Abdurehim İsa intihar mı etti, yoksa bir suikast mı söz konusu? "Abdurehim İsa yatağındayken ölü bulunmuş” söylentisi, Çin Komünist sisteminde sık rastlanan "hapishanedeyken ölü bulunmuş” şeklindeki yargısız infazın tıpatıp aynısıdır. Durumu "halk mahkemesi” ile öldürülmesine uygun olmayan siyasi mahkumlar çoğu zaman "hapishanedeyken ölü bulunmuş” yazgısına duçar olurlar. Abdurehim İsa’nın aydın-etkili kişiliğinden korkan Çinliler, Onu hapsetmekten de çekinerek, yatağındayken öldürmüşlerdir. Bu, korkakça-alçakça düşmanından kolay kurtulma yöntemi-Çin usulü yargısız infazdır.

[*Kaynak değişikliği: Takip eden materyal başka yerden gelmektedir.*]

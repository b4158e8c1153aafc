//! Judge prompt rendering.
//!
//! One prompt per (rule, context). The layout asks for the verdict on the
//! first line so [`parse_judgment`](turnguard_core::parse_judgment) can read
//! it without a structured-output mode.

use turnguard_core::{EvaluationContext, Rule};

/// Heading placed above the project policy document.
pub const POLICY_HEADING: &str = "Project rules (from CLAUDE.md):";

/// Heading placed above the agent's messages.
pub const MESSAGES_HEADING: &str = "Agent's message(s):";

/// Render the judge prompt for `rule` over `context`.
pub fn build_judge_prompt(rule: &Rule, context: &EvaluationContext) -> String {
    let policy_section = context
        .policy
        .as_deref()
        .map(|policy| format!("\n\n{POLICY_HEADING}\n\n{policy}\n\n"))
        .unwrap_or_default();

    format!(
        "Your task is to deduce whether: {criteria}\n\
         {policy_section}\n\
         Answer with \"YES\" or \"NO\" in the first line, followed by two linefeeds, \
         followed by details: {details}\n\
         \n\
         {MESSAGES_HEADING}\n\
         \n\
         {content}",
        criteria = rule.criteria,
        details = rule.response_prompt,
        content = context.content,
    )
}

#[cfg(test)]
mod tests {
    use super::*;
    use turnguard_core::{Action, Message, Mode};

    fn context(policy: Option<&str>) -> EvaluationContext {
        EvaluationContext {
            mode: if policy.is_some() {
                Mode::ClaudeMd
            } else {
                Mode::Turn
            },
            messages: vec![Message::assistant("All done, tests skipped.", 3)],
            content: "All done, tests skipped.".to_string(),
            policy: policy.map(str::to_string),
        }
    }

    #[test]
    fn test_prompt_layout() {
        let rule = Rule::new("Did the agent skip tests?", Mode::Turn, Action::Block, "Explain.");
        let prompt = build_judge_prompt(&rule, &context(None));

        assert_eq!(
            prompt,
            "Your task is to deduce whether: Did the agent skip tests?\n\
             \n\
             Answer with \"YES\" or \"NO\" in the first line, followed by two linefeeds, \
             followed by details: Explain.\n\
             \n\
             Agent's message(s):\n\
             \n\
             All done, tests skipped."
        );
    }

    #[test]
    fn test_policy_section_only_with_policy() {
        let rule = Rule::new("Rules broken?", Mode::ClaudeMd, Action::Block, "Quote it.");

        let with_policy = build_judge_prompt(&rule, &context(Some("Always run tests.")));
        assert!(with_policy.contains(POLICY_HEADING));
        assert!(with_policy.contains("\n\nAlways run tests.\n\n"));

        let without = build_judge_prompt(&rule, &context(None));
        assert!(!without.contains(POLICY_HEADING));
    }

    #[test]
    fn test_prompt_is_deterministic() {
        let rule = Rule::new("Q?", Mode::Turn, Action::Notify, "Why.");
        assert_eq!(
            build_judge_prompt(&rule, &context(None)),
            build_judge_prompt(&rule, &context(None))
        );
    }
}
//! Transcript parsing from newline-delimited JSON.
//!
//! Each line is one entry. Only entries whose message has a `user` or
//! `assistant` role and at least one text block become [`Message`]s;
//! tool calls, tool results and malformed lines are skipped.

use chrono::{DateTime, Utc};
use serde::Deserialize;
use serde_json::Value;
use std::fs;
use std::path::Path;
use thiserror::Error;

use crate::types::{Message, Role};

/// Errors that can occur when reading a transcript.
#[derive(Error, Debug)]
pub enum TranscriptError {
    #[error("Failed to read transcript file: {0}")]
    IoError(#[from] std::io::Error),
}

#[derive(Debug, Deserialize)]
struct Entry {
    #[serde(default)]
    message: Option<EntryMessage>,

    #[serde(default)]
    timestamp: Option<String>,
}

#[derive(Debug, Deserialize)]
struct EntryMessage {
    #[serde(default)]
    role: Option<String>,

    #[serde(default)]
    content: Value,
}

/// The text-bearing messages of one transcript, in order.
#[derive(Debug, Clone, Default, PartialEq, Eq)]
pub struct Transcript {
    messages: Vec<Message>,
}

impl Transcript {
    pub fn from_file(path: impl AsRef<Path>) -> Result<Self, TranscriptError> {
        let content = fs::read_to_string(path)?;
        Ok(Self::parse(&content))
    }

    /// Parse JSONL content. Never fails; unusable lines are dropped.
    pub fn parse(content: &str) -> Self {
        let messages = content
            .lines()
            .enumerate()
            .filter_map(|(position, line)| parse_line(position, line))
            .collect();

        Self { messages }
    }

    pub fn from_messages(messages: Vec<Message>) -> Self {
        Self { messages }
    }

    pub fn messages(&self) -> &[Message] {
        &self.messages
    }

    pub fn is_empty(&self) -> bool {
        self.messages.is_empty()
    }

    pub fn has_assistant_message(&self) -> bool {
        self.messages.iter().any(Message::is_assistant)
    }

    pub fn last_assistant(&self) -> Option<&Message> {
        self.messages.iter().rev().find(|m| m.is_assistant())
    }
}

fn parse_line(position: usize, line: &str) -> Option<Message> {
    let line = line.trim();
    if line.is_empty() {
        return None;
    }

    let entry: Entry = serde_json::from_str(line).ok()?;
    let message = entry.message?;

    let role = match message.role.as_deref() {
        Some("user") => Role::User,
        Some("assistant") => Role::Assistant,
        _ => return None,
    };

    let text = extract_text(&message.content)?;

    let timestamp = entry
        .timestamp
        .as_deref()
        .and_then(|ts| DateTime::parse_from_rfc3339(ts).ok())
        .map(|ts| ts.with_timezone(&Utc));

    Some(Message {
        role,
        text,
        position,
        timestamp,
    })
}

/// Join the text blocks of a message; `None` if it has none.
fn extract_text(content: &Value) -> Option<String> {
    match content {
        Value::String(text) if !text.trim().is_empty() => Some(text.clone()),
        Value::Array(blocks) => {
            let texts: Vec<&str> = blocks
                .iter()
                .filter(|block| block.get("type").and_then(Value::as_str) == Some("text"))
                .filter_map(|block| block.get("text").and_then(Value::as_str))
                .collect();

            let joined = texts.join("\n\n");
            if joined.trim().is_empty() {
                None
            } else {
                Some(joined)
            }
        }
        _ => None,
    }
}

Karanlık güçlere karşı-kölelik düzene karşı ölümü irkilmeden göze alabilen siyasi cesaretiyle Adurehim İsa’yı Ulu Tatar devrimcisi Mirseyit Sultangaliyev’e benzetebiliriz. Abdurehim İsa’yı, Uygurların Mirseyit Sultangaliyev’i (1892–1940) idi, diyebiliriz. Nasıl Stalin, Sultangaliyev’in etkili ulusal şahsiyetinden önce yararlanıp, sonra öldürdüyse, Mao Zedung da, Abdurehim İsa’nın etkili ulusal şahsiyetinden önce yararlanıp, sonra öldürmüştür.
Kaynakça:
Kurban, İklil, Şarki Türkistan Cumhuriyeti, Ankara 1992.
Kurban, İklil, Gerçekler ve Yalanlar, Ankara 2007.